Elly Schlein - foto Ansa

Il caso

Anche sui migranti il Pd si dissocia dal Pse e sale sul treno di Conte

Pietro Guastamacchia

Il Parlamento europeo vota il Patto europeo per la migrazione e l'asilo. Dopo aver sostenuto ampie parti dell'accordo, ora i dem si riposizionano con la delegazione grillina, contraria fin dall'inizio. Critiche a pioggia

Bruxelles. Sui migranti il Pd di Schlein scende dal carro dei socialisti europei per salire sul taxi di Conte. Dopo oltre dieci anni di trattative oggi arriva in Aula al Parlamento europeo il voto finale sui vari fascicoli del Patto europeo per la Migrazione e l’Asilo: il risultato di due legislature di negoziati sui temi principali della risposta europea al fenomeno migratorio.
 

Il Pd, dopo aver sostenuto in diverse votazioni a Strasburgo ampie sezioni dell’accordo, ha deciso di riposizionarsi con la delegazione pentastellata a Bruxelles, fortemente contraria all’accordo da inizio trattative. Una dinamica che dovrebbe ripresentarsi tra due settimane a Strasburgo quando i dem pianificano di sbattere la porta in faccia a un altro testo: il Patto di Stabilità, negoziato dal loro ex premier, Paolo Gentiloni. Nel partito socialista europeo però l’indicazione è quella di sostenere l’intero accordo, nettamente a favore sono infatti i socialisti spagnoli del Psoe e quelli tedeschi del Spd. “Spero che domani a Bruxelles il consenso sul Patto per la Migrazione e l’Asilo sia forte.
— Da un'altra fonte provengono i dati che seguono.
//! Planning entry points.
//!
//! `optimize` runs the full pipeline: validate, build the travel matrix,
//! construct with cheapest feasible insertion, then improve with sampled local
//! search until the budget or the no-improvement limit is hit.

use std::collections::HashSet;
use std::time::{Duration, Instant};

use tracing::{debug, info, instrument};

use crate::config::OptimizationConfig;
use crate::constraints::{RouteSchedule, stop_cost};
use crate::construction::{Rejection, construct};
use crate::error::PlanningError;
use crate::local_search::{SearchStats, improve};
use crate::model::{Job, Technician};
use crate::osrm::{OsrmClient, OsrmConfig};
use crate::plan::{
    Diagnostics, PlannedStop, RoutePlan, TechnicianRoute, UnassignedJob, UnassignedReason,
};
use crate::problem::{DispatchProblem, TechnicianSeed, WorkingPlan};
use crate::traits::DistanceMatrixProvider;

/// Plan `jobs` across `technicians`.
///
/// Uses the road-network service when `config.use_external_distance` is set
/// and an endpoint is configured; otherwise great-circle estimates.
pub fn optimize(
    technicians: &[Technician],
    jobs: &[Job],
    config: &OptimizationConfig,
) -> Result<RoutePlan, PlanningError> {
    let road_network = road_network_client(config);
    optimize_with_provider(
        technicians,
        jobs,
        config,
        road_network
            .as_ref()
            .map(|client| client as &dyn DistanceMatrixProvider),
    )
}

/// Same as [`optimize`] with a caller-supplied road-network backend.
/// Failures of the backend degrade to great-circle estimates.
#[instrument(skip_all, fields(technicians = technicians.len(), jobs = jobs.len()))]
pub fn optimize_with_provider(
    technicians: &[Technician],
    jobs: &[Job],
    config: &OptimizationConfig,
    road_network: Option<&dyn DistanceMatrixProvider>,
) -> Result<RoutePlan, PlanningError> {
    let started = Instant::now();
    validate_config(config)?;
    validate_technicians(technicians)?;
    validate_jobs(jobs, "jobs")?;

    let plannable: Vec<Job> = jobs
        .iter()
        .filter(|job| {
            let keep = job.status.is_plannable();
            if !keep {
                debug!(job = %job.id, status = ?job.status, "skipping job that is not plannable");
            }
            keep
        })
        .cloned()
        .collect();

    let seeds = technicians
        .iter()
        .cloned()
        .map(TechnicianSeed::fresh)
        .collect();
    let problem = DispatchProblem::build(seeds, plannable, config, road_network);
    let mut plan = WorkingPlan::empty(&problem);

    let queue = (0..problem.jobs.len()).collect();
    let prior = vec![None; problem.jobs.len()];
    let rejections = construct(&problem, &mut plan, queue, &prior);

    let deadline = started + Duration::from_millis(config.time_budget_ms);
    let stats = improve(&problem, &mut plan, deadline, config.seed);

    let route_plan = assemble(&problem, &plan, rejections, stats);
    log_summary(&route_plan, started);
    Ok(route_plan)
}

pub(crate) fn road_network_client(config: &OptimizationConfig) -> Option<OsrmClient> {
    if !config.use_external_distance {
        return None;
    }
    let endpoint = config.distance_service_endpoint.as_ref()?;
    let client = OsrmClient::new(OsrmConfig {
        base_url: endpoint.clone(),
        profile: config.distance_service_profile.clone(),
        timeout_ms: config.distance_service_timeout_ms,
    });
    match client {
        Ok(client) => Some(client),
        Err(err) => {
            tracing::warn!(error = %err, "could not build distance service client");
            None
        }
    }
}

pub(crate) fn log_summary(plan: &RoutePlan, started: Instant) {
    info!(
        assigned = plan.assigned_job_count(),
        unassigned = plan.unassigned.len(),
        emergencies_unplaced = plan.diagnostics.unassignable_emergencies.len(),
        cost = plan.total_cost,
        approximate = plan.diagnostics.approximate_distances,
        elapsed_ms = started.elapsed().as_millis() as u64,
        "route plan ready"
    );
}

pub(crate) fn validate_config(config: &OptimizationConfig) -> Result<(), PlanningError> {
    config.validate()
}

pub(crate) fn validate_technicians(technicians: &[Technician]) -> Result<(), PlanningError> {
    let mut seen = HashSet::new();
    for technician in technicians {
        let field = |name: &str| format!("technicians[{}].{}", technician.id, name);
        if technician.id.as_str().is_empty() {
            return Err(PlanningError::invalid("technicians[].id", "must not be empty"));
        }
        if !seen.insert(&technician.id) {
            return Err(PlanningError::invalid(field("id"), "duplicate technician id"));
        }
        if !technician.start.is_valid() {
            return Err(PlanningError::invalid(field("start"), "coordinates out of range"));
        }
        if technician.capacity < 0 {
            return Err(PlanningError::invalid(field("capacity"), "must not be negative"));
        }
        if technician.current_load < 0 {
            return Err(PlanningError::invalid(field("current_load"), "must not be negative"));
        }
        if technician.shift.start > technician.shift.end {
            return Err(PlanningError::invalid(field("shift"), "shift ends before it starts"));
        }
    }
    Ok(())
}

pub(crate) fn validate_jobs(jobs: &[Job], list: &str) -> Result<(), PlanningError> {
    let mut seen = HashSet::new();
    for job in jobs {
        let field = |name: &str| format!("{}[{}].{}", list, job.id, name);
        if job.id.as_str().is_empty() {
            return Err(PlanningError::invalid(format!("{list}[].id"), "must not be empty"));
        }
        if !seen.insert(&job.id) {
            return Err(PlanningError::invalid(field("id"), "duplicate job id"));
        }
        if !job.location.is_valid() {
            return Err(PlanningError::invalid(field("location"), "coordinates out of range"));
        }
        if job.service_seconds < 0 {
            return Err(PlanningError::invalid(field("service_seconds"), "must not be negative"));
        }
        if job.window.is_inverted() {
            return Err(PlanningError::invalid(
                field("window"),
                "earliest start is after latest start",
            ));
        }
        if !job.priority.is_finite() || job.priority < 0.0 {
            return Err(PlanningError::invalid(field("priority"), "must be a non-negative number"));
        }
        if job.load < 0 {
            return Err(PlanningError::invalid(field("load"), "must not be negative"));
        }
    }
    Ok(())
}

/// Turn the working state into the caller-facing plan.
pub(crate) fn assemble(
    problem: &DispatchProblem<'_>,
    plan: &WorkingPlan,
    rejections: Vec<Rejection>,
    search: SearchStats,
) -> RoutePlan {
    let config = problem.config;
    let routes: Vec<TechnicianRoute> = problem
        .technicians
        .iter()
        .zip(&plan.schedules)
        .map(|(slot, schedule)| {
            let mut route = TechnicianRoute {
                technician_id: slot.technician.id.clone(),
                stops: Vec::with_capacity(slot.frozen.len() + schedule.stops.len()),
                travel_seconds: 0,
                distance_km: 0.0,
                lateness_seconds: 0,
                load: 0,
                cost: 0.0,
            };
            for stop in &slot.frozen {
                route.travel_seconds += stop.travel_seconds;
                route.distance_km += stop.distance_km;
                route.lateness_seconds += stop.lateness_seconds;
                route.load += stop.job.load;
                route.cost += stop_cost(config, &stop.job, stop.travel_seconds, stop.lateness_seconds);
                route.stops.push(stop.clone());
            }
            append_schedule(problem, schedule, &mut route);
            route
        })
        .collect();

    let mut unassignable_emergencies = Vec::new();
    let unassigned = rejections
        .into_iter()
        .map(|rejection| {
            let job = problem.jobs[rejection.job].clone();
            let reason = if rejection.emergency {
                unassignable_emergencies.push(job.id.clone());
                UnassignedReason::UnassignableEmergency(rejection.reason)
            } else {
                UnassignedReason::Infeasible(rejection.reason)
            };
            UnassignedJob { job, reason }
        })
        .collect();

    RoutePlan {
        total_cost: routes.iter().map(|route| route.cost).sum(),
        total_travel_seconds: routes.iter().map(|route| route.travel_seconds).sum(),
        total_distance_km: routes.iter().map(|route| route.distance_km).sum(),
        total_lateness_seconds: routes.iter().map(|route| route.lateness_seconds).sum(),
        routes,
        unassigned,
        diagnostics: Diagnostics {
            approximate_distances: problem.approximate,
            distance_warning: problem.distance_warning.clone(),
            no_technicians: problem.technicians.is_empty(),
            unassignable_emergencies,
            orphaned_started_jobs: Vec::new(),
            search,
        },
    }
}

fn append_schedule(
    problem: &DispatchProblem<'_>,
    schedule: &RouteSchedule,
    route: &mut TechnicianRoute,
) {
    for timing in &schedule.stops {
        let job = &problem.jobs[timing.job];
        route.stops.push(PlannedStop {
            job: job.clone(),
            reached_at: timing.reached_at,
            arrival: timing.arrival,
            departure: timing.departure,
            travel_seconds: timing.travel_seconds,
            distance_km: timing.distance_km,
            wait_seconds: timing.wait_seconds,
            lateness_seconds: timing.lateness_seconds,
            slack: job.window.slack(timing.arrival),
            frozen: false,
        });
    }
    route.travel_seconds += schedule.travel_seconds;
    route.distance_km += schedule.distance_km;
    route.lateness_seconds += schedule.lateness_seconds;
    route.load += schedule.load;
    route.cost += schedule.cost;
}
Sulla questione dei migranti serve una soluzione europea”, ha detto infatti la ministra dell’Interno tedesca, Nancy Faeser, in conferenza stampa a Berlino il giorno dopo al vertice che ha visto il cancelliere Scholz incontrare la dirigenza spagnola dei socialisti Ue nella capitale tedesca, consolidando un’asse che da anni ormai guida gli equilibri della famiglia socialista europea.
 

Favorevoli anche popolari e liberali, che preannunciano voto a favore con il presidente del Ppe, Manfred Weber, ben informato dai suoi, che ieri pomeriggio ha attaccato frontalmente i democratici italiani: “non si sottraggano alle loro responsabilità. L’Italia è il paese più colpito. Se il patto migratorio fallisse, causerebbero danni enormi all’Europa e in particolare al loro Paese, il voto di domani deciderà se il Pd continuerà a essere un partito europeista”. Attacco che ha innervosito i dem a Bruxelles che dopo pochi minuti hanno risposto per bocca del capodelegazione Brando Benifei: “Il Pd non si fa dare lezioni di europeismo da Weber”. Benifei ha poi attaccato i popolari che “in materia di asilo e migrazione vogliono usare i fondi europei per costruire mura e recinzioni ‘modello Ruanda” e annunciato che “per noi del Pd il compromesso raggiunto è davvero troppo poco e per questo voteremo contro”.
 

Dubbi però nella minoranza Pd, “così ci si fa del male” spiegano nei corridoi dell’Eurocamera, “vediamo se seguiranno tutti Schlein”, spiegano dallo staff dem, preannunciando attenzione maniacale ai tabelloni di domani. Persa Schlein la maggioranza europea però guadagna, forse, Meloni. Il governo italiano infatti ha dato il via libera in sede di Consiglio Ue all’accordo, dopo anni di contrarietà da parte delle destre italiane. Sul voto di domani tuttavia la delegazione meloniana si tiene comunque le mani libere: “valuteremo testo per testo”, spiegano. L’intero accordo andrà al voto separato in 9 regolamenti alcuni dei quali godono ancora di ampia maggioranza mentre altri, come il regolamento sulle “situazioni di crisi e forza maggiore” erano già in bilico prima della giravolta Pd. Se dovesse fallire uno dei nove testi, tecnicamente gli altri rimarrebbero validi ma zoppicanti, “è chiaro che questo è un pacchetto e se un testo fallisce la prova del voto verrà a meno la stabilità di tutto il pacchetto”, ha confermato in conferenza stampa la liberale francese Fabienne Keller.
 

A giocarsi la faccia col voto di oggi infine c’è anche von der Leyen stessa, il sudato accordo sulla migrazione dovrebbe diventare infatti uno dei grandi risultati della sua legislatura, che già ha visto franare il Green Deal europeo tritato dall’opposizione del suo stesso partito. Torna dunque centrale per la presidente della Commissione Ue l’asse con la premier italiana e con Ecr per garantire una maggioranza ai testi elaborati dal suo esecutivo.